▶ **Work task**: The answer should consist solely of the lines from the first one below through the line containing "pub struct GlDevice", copied exactly.

###

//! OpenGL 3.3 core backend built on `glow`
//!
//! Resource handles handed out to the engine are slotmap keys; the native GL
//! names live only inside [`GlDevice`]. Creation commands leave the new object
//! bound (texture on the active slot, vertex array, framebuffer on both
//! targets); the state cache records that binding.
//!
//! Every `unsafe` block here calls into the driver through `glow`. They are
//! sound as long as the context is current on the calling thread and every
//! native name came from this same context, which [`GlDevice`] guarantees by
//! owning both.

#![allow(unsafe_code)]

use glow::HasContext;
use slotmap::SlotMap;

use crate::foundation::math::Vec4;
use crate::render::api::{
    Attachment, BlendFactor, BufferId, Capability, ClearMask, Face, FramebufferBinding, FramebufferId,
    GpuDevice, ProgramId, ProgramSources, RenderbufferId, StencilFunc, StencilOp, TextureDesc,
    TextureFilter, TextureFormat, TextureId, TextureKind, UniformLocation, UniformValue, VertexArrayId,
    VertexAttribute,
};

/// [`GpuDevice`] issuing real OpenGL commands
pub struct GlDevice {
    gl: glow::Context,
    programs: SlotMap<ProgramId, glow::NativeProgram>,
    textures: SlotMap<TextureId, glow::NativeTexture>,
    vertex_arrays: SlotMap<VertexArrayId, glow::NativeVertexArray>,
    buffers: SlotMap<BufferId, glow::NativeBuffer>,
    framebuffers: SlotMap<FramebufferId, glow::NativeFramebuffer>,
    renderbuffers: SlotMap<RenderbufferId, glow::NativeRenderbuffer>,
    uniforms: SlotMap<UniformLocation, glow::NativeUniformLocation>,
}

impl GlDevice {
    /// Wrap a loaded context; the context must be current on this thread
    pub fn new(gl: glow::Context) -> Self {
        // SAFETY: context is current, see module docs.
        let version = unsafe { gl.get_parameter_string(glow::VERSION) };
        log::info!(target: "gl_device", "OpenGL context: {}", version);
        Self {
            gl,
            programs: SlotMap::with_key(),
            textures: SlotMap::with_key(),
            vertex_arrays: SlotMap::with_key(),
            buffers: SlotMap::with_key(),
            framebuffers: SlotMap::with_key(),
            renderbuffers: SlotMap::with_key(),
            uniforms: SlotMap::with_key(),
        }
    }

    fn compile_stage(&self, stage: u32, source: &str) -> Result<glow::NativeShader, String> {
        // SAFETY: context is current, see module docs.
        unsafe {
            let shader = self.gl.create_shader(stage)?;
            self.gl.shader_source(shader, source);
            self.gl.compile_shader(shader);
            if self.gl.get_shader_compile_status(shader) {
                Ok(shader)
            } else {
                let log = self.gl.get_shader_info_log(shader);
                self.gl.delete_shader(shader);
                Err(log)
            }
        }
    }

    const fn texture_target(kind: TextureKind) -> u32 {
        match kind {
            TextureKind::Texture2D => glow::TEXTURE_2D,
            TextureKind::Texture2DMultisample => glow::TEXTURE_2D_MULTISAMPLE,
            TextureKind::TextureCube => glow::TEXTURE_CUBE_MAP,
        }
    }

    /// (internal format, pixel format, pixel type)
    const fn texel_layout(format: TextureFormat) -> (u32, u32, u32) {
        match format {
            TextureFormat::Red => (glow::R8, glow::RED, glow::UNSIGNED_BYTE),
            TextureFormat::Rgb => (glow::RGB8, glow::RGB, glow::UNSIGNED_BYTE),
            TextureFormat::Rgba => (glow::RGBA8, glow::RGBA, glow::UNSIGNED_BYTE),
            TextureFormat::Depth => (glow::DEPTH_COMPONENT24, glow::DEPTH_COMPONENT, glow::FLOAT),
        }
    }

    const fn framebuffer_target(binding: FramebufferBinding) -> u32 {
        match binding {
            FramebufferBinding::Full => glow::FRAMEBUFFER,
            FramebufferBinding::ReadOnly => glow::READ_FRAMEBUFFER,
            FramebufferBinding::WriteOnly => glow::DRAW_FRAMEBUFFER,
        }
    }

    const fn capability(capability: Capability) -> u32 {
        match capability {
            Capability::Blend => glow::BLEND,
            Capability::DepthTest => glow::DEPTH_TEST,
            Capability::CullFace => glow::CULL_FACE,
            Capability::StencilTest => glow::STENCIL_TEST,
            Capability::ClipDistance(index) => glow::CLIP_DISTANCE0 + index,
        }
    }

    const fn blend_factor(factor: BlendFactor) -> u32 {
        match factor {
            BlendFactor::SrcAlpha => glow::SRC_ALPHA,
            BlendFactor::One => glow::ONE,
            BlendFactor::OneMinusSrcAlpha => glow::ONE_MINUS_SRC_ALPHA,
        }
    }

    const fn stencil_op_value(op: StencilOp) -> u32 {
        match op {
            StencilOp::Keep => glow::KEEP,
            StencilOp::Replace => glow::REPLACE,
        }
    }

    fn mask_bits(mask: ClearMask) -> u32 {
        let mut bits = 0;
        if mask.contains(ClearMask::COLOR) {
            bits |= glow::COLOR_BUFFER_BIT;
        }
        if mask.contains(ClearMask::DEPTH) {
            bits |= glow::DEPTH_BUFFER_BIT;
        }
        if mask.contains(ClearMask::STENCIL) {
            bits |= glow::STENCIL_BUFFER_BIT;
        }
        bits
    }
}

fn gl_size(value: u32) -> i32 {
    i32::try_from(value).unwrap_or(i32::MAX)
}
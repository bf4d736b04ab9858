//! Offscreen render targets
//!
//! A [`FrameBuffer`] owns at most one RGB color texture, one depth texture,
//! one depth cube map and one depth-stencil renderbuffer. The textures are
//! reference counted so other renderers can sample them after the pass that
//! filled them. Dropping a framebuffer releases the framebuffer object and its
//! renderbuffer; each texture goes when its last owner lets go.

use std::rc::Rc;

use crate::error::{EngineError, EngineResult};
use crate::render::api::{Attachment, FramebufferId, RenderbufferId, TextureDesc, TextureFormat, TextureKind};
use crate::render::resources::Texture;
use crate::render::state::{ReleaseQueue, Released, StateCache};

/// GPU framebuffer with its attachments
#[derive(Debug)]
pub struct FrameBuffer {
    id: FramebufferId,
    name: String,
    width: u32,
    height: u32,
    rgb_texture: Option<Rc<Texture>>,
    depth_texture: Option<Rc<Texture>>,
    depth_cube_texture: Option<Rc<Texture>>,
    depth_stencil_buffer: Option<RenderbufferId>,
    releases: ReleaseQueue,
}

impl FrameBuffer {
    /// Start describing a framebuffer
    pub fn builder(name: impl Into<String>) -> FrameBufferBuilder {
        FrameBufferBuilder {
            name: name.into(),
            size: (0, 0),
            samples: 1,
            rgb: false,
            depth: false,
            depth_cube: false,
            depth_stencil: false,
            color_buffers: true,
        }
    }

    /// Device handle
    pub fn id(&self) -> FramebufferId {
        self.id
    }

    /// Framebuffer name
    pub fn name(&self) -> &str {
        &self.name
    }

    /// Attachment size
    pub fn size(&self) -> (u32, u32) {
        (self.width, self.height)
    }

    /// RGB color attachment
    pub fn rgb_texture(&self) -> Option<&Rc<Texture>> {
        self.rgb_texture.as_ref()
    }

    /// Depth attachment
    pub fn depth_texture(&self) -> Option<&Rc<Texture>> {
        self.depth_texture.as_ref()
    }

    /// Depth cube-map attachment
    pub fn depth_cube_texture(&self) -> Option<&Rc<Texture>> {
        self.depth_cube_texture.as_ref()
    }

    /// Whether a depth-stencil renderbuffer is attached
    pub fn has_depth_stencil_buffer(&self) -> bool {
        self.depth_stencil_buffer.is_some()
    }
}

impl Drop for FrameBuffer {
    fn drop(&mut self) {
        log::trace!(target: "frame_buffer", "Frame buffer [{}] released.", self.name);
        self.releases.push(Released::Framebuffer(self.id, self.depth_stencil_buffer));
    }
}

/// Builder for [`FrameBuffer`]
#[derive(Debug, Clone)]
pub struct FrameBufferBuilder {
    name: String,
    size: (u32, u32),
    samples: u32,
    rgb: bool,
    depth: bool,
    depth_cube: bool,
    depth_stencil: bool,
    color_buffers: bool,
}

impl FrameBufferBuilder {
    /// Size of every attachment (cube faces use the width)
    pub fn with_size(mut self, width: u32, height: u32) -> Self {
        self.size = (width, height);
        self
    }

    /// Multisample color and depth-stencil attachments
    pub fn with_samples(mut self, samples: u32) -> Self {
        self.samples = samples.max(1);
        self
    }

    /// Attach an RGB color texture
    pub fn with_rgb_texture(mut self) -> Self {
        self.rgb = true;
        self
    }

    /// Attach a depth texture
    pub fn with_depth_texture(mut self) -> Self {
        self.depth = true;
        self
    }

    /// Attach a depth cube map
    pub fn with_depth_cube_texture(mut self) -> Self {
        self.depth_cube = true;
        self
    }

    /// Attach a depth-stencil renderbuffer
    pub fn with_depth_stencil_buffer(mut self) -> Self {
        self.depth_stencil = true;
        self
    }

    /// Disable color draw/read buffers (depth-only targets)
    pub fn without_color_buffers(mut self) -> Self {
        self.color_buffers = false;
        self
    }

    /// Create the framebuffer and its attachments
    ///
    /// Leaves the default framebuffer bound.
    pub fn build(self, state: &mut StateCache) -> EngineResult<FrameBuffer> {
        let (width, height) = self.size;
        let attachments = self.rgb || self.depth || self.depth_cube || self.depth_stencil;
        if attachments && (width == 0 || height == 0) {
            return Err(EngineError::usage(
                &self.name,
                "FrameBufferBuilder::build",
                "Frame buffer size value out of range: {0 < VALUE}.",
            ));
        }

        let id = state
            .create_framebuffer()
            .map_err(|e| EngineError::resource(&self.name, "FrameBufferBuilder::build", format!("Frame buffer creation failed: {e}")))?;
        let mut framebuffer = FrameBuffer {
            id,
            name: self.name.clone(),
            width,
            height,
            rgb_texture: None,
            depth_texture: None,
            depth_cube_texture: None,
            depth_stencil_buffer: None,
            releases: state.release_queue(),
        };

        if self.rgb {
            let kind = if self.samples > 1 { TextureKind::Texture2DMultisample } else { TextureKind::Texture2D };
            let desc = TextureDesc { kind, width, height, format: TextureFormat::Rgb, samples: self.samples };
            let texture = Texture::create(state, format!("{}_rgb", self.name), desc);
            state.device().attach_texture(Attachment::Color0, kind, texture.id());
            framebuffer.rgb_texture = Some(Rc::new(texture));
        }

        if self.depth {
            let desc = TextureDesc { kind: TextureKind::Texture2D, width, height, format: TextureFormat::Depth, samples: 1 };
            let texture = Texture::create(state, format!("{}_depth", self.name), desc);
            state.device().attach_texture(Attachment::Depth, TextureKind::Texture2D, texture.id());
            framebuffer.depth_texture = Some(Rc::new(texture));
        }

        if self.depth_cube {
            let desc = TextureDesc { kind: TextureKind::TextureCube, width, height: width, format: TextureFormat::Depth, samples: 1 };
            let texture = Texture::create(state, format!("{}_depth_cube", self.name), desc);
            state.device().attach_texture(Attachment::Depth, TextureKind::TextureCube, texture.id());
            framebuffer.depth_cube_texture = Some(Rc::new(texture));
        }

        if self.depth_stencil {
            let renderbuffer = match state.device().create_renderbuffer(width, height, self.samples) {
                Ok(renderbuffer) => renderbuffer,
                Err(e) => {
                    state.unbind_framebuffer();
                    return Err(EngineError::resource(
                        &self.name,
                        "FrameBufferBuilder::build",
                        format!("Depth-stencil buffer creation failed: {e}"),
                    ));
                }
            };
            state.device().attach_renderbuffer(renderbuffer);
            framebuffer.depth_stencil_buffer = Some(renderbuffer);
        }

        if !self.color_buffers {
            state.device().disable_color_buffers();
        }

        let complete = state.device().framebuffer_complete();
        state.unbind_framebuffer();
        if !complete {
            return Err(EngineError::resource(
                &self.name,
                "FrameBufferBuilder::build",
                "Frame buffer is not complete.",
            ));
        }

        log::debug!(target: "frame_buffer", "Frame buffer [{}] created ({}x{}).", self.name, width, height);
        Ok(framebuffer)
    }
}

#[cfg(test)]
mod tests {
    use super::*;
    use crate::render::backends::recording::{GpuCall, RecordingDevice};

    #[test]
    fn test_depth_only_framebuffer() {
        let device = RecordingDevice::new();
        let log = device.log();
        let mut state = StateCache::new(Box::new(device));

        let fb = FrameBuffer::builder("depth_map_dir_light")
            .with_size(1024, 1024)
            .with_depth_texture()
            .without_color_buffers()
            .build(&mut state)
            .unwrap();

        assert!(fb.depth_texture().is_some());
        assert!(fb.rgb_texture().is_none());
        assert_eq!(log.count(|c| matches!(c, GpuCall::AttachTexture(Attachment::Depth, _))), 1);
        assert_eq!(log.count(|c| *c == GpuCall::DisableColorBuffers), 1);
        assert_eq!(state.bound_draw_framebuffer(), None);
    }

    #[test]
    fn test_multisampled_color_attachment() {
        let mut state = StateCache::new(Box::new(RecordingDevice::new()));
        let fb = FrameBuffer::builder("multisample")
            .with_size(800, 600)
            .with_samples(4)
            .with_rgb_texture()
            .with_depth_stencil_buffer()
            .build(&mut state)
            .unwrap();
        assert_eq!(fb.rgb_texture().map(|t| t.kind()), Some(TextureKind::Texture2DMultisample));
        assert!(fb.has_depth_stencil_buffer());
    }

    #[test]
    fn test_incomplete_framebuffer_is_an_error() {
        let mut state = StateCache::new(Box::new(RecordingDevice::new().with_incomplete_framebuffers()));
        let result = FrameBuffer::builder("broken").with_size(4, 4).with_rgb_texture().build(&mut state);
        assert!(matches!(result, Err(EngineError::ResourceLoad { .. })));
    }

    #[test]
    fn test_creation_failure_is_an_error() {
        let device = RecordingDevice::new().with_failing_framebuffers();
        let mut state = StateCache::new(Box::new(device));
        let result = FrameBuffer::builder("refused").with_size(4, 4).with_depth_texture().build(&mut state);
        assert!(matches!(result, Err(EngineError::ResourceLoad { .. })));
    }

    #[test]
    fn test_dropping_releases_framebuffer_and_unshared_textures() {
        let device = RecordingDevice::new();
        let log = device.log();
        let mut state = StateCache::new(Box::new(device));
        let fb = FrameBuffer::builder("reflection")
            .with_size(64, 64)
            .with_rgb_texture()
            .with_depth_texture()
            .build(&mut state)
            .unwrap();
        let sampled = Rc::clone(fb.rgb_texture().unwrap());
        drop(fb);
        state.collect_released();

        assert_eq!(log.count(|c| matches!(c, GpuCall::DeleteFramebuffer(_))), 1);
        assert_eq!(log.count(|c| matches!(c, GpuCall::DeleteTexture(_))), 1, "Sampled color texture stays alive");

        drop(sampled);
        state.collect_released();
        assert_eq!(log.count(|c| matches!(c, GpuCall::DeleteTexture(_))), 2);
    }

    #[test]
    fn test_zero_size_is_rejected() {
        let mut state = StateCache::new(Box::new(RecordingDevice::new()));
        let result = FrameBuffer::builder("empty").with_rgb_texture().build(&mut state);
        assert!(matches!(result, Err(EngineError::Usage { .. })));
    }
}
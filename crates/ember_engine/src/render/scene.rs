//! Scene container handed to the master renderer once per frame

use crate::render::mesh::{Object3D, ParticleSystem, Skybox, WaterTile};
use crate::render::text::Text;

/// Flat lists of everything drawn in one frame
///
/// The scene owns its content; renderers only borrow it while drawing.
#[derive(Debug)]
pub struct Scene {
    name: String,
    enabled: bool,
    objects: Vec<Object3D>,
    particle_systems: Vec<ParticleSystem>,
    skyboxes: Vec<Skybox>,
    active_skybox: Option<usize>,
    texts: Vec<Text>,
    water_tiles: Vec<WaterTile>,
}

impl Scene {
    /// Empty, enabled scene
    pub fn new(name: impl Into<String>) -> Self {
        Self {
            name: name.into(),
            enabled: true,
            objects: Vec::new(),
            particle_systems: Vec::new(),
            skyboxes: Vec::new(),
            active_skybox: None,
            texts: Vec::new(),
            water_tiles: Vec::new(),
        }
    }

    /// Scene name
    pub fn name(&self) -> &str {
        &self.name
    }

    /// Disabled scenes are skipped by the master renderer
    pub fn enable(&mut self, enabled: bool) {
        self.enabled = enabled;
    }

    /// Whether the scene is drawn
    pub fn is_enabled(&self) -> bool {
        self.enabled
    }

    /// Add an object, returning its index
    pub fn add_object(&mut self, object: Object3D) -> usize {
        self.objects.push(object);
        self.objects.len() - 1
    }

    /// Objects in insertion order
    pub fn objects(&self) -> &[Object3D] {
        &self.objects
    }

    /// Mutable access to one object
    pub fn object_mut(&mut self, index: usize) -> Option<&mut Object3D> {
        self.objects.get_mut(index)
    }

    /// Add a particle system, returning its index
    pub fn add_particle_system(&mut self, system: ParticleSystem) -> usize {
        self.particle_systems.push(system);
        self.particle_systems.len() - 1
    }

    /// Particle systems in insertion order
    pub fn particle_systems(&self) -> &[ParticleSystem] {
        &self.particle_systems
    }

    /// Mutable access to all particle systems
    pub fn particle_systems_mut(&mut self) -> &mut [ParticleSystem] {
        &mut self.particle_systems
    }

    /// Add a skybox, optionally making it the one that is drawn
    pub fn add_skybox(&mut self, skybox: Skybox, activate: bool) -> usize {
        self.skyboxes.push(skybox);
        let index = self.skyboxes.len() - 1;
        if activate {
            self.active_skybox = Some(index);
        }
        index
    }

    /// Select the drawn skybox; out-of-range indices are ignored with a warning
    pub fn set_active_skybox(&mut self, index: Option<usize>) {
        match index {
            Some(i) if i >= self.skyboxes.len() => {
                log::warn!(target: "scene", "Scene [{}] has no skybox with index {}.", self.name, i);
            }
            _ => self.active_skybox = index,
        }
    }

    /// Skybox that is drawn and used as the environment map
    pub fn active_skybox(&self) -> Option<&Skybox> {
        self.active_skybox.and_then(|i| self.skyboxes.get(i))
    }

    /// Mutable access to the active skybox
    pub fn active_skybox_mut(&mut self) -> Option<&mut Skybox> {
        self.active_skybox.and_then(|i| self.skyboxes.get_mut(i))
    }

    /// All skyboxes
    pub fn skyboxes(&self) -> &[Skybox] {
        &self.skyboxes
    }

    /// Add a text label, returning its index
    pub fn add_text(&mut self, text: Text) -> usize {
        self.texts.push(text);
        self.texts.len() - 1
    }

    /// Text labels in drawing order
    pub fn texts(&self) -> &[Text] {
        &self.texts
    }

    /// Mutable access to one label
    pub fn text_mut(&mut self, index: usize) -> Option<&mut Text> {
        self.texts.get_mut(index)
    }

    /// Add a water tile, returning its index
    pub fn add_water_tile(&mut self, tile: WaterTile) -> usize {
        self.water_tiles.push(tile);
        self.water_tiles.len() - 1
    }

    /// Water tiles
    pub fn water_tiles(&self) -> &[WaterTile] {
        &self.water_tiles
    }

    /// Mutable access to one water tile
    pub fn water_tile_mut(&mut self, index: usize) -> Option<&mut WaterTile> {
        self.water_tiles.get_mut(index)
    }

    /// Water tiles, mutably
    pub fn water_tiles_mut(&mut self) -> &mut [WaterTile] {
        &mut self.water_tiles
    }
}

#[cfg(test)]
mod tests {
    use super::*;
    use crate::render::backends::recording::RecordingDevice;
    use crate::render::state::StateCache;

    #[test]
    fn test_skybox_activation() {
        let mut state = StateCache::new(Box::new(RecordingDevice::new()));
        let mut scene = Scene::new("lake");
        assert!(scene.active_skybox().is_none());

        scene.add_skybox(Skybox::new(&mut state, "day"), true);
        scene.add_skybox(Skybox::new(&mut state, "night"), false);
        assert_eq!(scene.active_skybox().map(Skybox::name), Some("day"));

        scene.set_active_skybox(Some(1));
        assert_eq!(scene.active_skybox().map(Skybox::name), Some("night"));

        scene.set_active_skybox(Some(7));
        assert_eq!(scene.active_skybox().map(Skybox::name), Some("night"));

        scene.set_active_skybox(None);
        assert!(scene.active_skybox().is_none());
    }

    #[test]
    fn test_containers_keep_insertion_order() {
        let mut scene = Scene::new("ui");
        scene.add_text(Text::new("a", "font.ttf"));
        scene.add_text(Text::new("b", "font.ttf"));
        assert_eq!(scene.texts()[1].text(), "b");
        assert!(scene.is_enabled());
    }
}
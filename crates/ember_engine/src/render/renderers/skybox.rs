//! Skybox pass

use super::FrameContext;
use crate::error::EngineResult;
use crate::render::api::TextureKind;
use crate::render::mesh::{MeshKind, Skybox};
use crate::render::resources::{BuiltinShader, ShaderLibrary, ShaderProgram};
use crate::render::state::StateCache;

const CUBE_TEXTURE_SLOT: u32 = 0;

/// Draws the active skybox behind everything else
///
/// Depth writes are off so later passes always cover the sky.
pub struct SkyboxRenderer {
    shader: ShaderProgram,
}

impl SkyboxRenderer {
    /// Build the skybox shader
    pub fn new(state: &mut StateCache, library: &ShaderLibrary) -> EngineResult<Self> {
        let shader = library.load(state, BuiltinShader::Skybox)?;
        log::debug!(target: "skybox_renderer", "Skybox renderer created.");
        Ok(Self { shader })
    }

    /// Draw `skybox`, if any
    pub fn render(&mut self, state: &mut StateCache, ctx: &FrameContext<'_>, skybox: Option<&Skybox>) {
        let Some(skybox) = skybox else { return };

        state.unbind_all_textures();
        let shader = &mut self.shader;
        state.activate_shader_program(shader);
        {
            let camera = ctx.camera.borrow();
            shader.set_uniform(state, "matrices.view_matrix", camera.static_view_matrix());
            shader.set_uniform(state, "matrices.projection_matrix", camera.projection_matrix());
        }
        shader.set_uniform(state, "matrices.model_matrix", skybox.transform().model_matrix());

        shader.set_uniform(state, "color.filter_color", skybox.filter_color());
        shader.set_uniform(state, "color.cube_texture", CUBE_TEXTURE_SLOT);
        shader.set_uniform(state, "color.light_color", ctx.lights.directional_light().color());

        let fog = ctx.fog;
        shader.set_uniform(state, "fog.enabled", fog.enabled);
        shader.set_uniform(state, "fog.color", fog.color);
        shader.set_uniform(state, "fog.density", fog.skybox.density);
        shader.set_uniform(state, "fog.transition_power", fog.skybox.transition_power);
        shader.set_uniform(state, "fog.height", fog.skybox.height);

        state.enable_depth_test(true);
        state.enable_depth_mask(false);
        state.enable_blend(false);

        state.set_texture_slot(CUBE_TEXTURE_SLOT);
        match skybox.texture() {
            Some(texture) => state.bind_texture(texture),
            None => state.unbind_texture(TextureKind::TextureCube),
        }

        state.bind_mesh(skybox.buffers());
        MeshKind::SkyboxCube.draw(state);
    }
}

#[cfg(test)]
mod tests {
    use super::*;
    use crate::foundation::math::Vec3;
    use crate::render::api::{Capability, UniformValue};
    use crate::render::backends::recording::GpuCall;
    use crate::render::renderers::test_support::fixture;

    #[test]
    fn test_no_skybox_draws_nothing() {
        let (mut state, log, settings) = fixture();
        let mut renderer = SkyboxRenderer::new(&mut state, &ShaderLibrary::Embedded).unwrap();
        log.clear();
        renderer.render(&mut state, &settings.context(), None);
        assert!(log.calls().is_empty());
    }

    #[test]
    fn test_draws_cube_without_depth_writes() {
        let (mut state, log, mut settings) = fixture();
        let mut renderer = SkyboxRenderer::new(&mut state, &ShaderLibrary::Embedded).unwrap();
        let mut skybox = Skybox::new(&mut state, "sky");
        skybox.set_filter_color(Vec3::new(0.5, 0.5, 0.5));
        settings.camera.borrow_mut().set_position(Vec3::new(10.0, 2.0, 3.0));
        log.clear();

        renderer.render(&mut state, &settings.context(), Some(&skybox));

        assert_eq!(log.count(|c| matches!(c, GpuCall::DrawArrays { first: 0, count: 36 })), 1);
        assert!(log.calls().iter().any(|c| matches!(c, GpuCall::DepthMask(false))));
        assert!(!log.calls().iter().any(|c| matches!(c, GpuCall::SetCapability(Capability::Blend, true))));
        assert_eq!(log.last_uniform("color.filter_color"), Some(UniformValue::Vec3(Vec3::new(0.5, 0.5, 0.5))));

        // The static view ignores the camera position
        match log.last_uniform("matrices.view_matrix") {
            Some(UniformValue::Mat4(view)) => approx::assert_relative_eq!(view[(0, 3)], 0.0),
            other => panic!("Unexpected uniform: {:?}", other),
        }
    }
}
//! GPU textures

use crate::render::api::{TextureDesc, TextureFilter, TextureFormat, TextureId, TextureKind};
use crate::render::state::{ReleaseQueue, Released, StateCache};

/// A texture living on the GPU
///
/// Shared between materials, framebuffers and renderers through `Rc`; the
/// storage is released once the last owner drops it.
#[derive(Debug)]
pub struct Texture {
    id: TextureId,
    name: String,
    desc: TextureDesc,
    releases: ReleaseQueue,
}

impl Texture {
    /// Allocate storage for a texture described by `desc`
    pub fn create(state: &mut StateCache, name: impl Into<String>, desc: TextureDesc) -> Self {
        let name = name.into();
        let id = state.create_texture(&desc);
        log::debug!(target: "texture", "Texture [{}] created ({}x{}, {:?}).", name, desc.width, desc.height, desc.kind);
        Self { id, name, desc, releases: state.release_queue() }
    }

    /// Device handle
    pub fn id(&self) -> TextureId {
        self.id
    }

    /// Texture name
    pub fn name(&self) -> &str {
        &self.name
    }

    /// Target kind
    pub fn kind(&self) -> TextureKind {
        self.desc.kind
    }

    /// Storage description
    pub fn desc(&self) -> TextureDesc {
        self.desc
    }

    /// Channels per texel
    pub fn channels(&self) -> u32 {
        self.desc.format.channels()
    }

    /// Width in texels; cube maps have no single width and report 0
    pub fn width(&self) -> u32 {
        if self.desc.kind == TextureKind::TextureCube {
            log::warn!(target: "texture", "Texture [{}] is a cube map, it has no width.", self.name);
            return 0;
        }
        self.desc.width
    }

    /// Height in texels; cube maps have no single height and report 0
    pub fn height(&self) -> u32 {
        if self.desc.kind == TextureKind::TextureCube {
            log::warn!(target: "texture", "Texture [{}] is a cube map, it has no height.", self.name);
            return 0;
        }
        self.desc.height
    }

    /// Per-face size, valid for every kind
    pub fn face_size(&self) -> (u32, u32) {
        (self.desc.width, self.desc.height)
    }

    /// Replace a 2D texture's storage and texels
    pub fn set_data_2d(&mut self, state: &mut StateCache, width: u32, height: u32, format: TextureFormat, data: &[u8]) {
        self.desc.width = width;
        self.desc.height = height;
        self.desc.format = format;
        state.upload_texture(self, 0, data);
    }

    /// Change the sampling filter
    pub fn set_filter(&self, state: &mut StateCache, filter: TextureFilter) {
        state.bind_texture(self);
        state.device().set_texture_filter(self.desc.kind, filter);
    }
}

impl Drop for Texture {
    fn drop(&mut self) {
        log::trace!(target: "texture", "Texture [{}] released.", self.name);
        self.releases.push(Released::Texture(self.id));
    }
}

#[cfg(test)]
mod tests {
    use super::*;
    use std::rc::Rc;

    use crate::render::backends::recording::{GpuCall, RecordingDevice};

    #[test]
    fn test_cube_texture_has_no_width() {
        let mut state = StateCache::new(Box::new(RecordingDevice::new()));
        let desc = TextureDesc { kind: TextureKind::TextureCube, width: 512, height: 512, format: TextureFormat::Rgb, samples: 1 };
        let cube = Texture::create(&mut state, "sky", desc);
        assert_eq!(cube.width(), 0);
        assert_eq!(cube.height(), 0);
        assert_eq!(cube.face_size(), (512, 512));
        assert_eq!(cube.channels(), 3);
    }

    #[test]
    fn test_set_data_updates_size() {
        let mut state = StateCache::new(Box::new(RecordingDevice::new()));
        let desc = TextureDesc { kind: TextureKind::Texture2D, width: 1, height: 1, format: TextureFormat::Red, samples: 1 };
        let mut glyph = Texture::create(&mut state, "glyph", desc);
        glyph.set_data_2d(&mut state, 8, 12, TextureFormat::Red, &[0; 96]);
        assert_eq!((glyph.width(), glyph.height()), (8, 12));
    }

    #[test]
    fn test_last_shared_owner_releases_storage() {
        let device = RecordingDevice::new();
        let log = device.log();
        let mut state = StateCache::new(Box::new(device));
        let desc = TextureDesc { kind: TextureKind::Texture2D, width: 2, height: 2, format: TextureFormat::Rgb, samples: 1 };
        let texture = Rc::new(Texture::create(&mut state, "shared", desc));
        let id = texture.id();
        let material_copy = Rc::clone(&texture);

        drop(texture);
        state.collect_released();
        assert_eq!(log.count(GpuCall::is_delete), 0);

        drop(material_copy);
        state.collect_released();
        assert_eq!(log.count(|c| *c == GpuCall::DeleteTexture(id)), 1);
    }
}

###

▶ **Task solution**:
//! OpenGL 3.3 core backend built on `glow`
//!
//! Resource handles handed out to the engine are slotmap keys; the native GL
//! names live only inside [`GlDevice`]. Creation commands leave the new object
//! bound (texture on the active slot, vertex array, framebuffer on both
//! targets); the state cache records that binding.
//!
//! Every `unsafe` block here calls into the driver through `glow`. They are
//! sound as long as the context is current on the calling thread and every
//! native name came from this same context, which [`GlDevice`] guarantees by
//! owning both.

#![allow(unsafe_code)]

use glow::HasContext;
use slotmap::SlotMap;

use crate::foundation::math::Vec4;
use crate::render::api::{
    Attachment, BlendFactor, BufferId, Capability, ClearMask, Face, FramebufferBinding, FramebufferId,
    GpuDevice, ProgramId, ProgramSources, RenderbufferId, StencilFunc, StencilOp, TextureDesc,
    TextureFilter, TextureFormat, TextureId, TextureKind, UniformLocation, UniformValue, VertexArrayId,
    VertexAttribute,
};

/// [`GpuDevice`] issuing real OpenGL commands
pub struct GlDevice {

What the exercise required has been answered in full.